[Collection entries]
--- START ---
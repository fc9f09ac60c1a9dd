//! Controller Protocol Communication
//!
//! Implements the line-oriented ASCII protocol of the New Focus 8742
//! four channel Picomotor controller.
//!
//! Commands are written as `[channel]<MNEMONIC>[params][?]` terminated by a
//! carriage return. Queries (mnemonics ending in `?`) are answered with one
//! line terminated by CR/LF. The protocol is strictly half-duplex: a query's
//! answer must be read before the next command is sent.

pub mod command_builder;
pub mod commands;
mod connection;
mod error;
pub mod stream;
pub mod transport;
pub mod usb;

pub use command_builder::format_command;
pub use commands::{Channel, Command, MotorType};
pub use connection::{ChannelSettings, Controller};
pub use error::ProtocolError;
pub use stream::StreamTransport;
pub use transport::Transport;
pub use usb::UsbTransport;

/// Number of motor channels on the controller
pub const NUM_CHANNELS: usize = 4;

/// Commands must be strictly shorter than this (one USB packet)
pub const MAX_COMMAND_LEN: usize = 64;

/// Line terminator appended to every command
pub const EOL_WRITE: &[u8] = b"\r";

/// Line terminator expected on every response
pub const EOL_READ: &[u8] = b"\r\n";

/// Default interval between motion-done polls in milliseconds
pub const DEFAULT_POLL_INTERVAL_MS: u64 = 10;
--- END ---
--- START ---
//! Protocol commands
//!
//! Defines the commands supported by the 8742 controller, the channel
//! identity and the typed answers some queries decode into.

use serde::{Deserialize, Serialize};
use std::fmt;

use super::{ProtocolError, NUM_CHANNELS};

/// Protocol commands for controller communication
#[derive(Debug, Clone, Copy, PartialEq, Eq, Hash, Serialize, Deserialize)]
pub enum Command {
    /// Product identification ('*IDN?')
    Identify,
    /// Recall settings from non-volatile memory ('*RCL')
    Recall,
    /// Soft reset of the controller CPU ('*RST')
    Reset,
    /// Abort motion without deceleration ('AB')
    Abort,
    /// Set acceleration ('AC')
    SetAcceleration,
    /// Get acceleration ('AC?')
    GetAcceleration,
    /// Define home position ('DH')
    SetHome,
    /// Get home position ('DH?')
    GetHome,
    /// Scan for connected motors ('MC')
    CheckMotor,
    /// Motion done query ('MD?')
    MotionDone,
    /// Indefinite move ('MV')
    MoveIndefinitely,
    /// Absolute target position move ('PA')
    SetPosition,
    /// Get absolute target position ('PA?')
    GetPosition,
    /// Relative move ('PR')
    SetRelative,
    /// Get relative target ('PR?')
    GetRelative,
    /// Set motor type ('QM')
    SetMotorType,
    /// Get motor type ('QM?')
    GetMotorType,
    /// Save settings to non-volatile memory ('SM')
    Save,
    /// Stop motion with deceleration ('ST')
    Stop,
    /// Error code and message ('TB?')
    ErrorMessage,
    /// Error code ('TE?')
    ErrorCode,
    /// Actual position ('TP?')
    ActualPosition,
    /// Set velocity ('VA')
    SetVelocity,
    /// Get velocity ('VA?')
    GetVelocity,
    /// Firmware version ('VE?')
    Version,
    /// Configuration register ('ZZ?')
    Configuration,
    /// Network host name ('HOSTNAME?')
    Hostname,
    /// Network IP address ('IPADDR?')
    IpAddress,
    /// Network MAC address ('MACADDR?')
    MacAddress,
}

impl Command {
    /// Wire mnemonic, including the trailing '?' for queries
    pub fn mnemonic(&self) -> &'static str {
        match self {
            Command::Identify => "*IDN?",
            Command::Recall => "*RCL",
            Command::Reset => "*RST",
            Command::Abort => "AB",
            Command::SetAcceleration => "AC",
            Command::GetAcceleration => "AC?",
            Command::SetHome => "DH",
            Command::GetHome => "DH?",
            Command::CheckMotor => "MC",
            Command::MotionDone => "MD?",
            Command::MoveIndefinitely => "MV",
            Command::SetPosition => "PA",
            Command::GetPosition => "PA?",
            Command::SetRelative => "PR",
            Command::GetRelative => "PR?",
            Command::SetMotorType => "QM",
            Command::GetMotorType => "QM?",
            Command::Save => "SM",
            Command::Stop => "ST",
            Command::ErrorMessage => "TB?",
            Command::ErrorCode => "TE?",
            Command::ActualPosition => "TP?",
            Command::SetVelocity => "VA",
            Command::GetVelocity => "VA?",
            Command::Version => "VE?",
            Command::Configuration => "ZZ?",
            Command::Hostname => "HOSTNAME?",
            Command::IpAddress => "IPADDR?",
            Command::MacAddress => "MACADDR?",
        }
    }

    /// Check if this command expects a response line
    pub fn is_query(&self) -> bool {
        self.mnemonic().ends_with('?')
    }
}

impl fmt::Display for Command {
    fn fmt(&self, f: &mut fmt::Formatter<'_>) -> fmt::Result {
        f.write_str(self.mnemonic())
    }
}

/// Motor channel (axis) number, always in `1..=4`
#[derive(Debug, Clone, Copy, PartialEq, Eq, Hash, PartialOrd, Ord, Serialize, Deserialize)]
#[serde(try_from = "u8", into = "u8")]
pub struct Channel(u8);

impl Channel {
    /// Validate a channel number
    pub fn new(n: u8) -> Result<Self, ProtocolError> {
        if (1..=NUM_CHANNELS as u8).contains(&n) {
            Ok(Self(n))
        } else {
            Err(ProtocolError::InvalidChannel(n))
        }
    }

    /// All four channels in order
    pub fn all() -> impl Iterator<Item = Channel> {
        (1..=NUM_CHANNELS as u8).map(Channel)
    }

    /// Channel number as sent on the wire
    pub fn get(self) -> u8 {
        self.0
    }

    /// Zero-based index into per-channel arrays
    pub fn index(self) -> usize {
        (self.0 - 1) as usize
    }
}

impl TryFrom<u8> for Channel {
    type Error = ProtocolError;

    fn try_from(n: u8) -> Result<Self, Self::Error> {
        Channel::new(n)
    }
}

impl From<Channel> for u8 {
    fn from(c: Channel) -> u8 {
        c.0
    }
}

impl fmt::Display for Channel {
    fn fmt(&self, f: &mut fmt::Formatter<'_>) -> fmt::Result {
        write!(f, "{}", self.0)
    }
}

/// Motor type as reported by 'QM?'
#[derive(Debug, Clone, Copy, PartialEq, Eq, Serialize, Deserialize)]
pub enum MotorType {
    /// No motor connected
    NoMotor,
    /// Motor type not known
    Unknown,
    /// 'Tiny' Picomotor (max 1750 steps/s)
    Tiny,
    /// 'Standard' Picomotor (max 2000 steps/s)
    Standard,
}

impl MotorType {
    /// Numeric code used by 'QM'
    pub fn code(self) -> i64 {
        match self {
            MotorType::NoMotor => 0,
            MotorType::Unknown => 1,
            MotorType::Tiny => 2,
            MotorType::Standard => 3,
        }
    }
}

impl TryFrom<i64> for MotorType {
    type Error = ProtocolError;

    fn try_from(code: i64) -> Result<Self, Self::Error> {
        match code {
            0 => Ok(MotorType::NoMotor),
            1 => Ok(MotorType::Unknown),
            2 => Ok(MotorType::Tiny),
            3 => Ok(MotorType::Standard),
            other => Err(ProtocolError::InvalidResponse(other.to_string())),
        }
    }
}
--- END ---
■ Problem to work on
Copy each line of the entries in which the string "Picomotor" is found.

■ Response to this exercise
//! four channel Picomotor controller.
    /// 'Tiny' Picomotor (max 1750 steps/s)
    /// 'Standard' Picomotor (max 2000 steps/s)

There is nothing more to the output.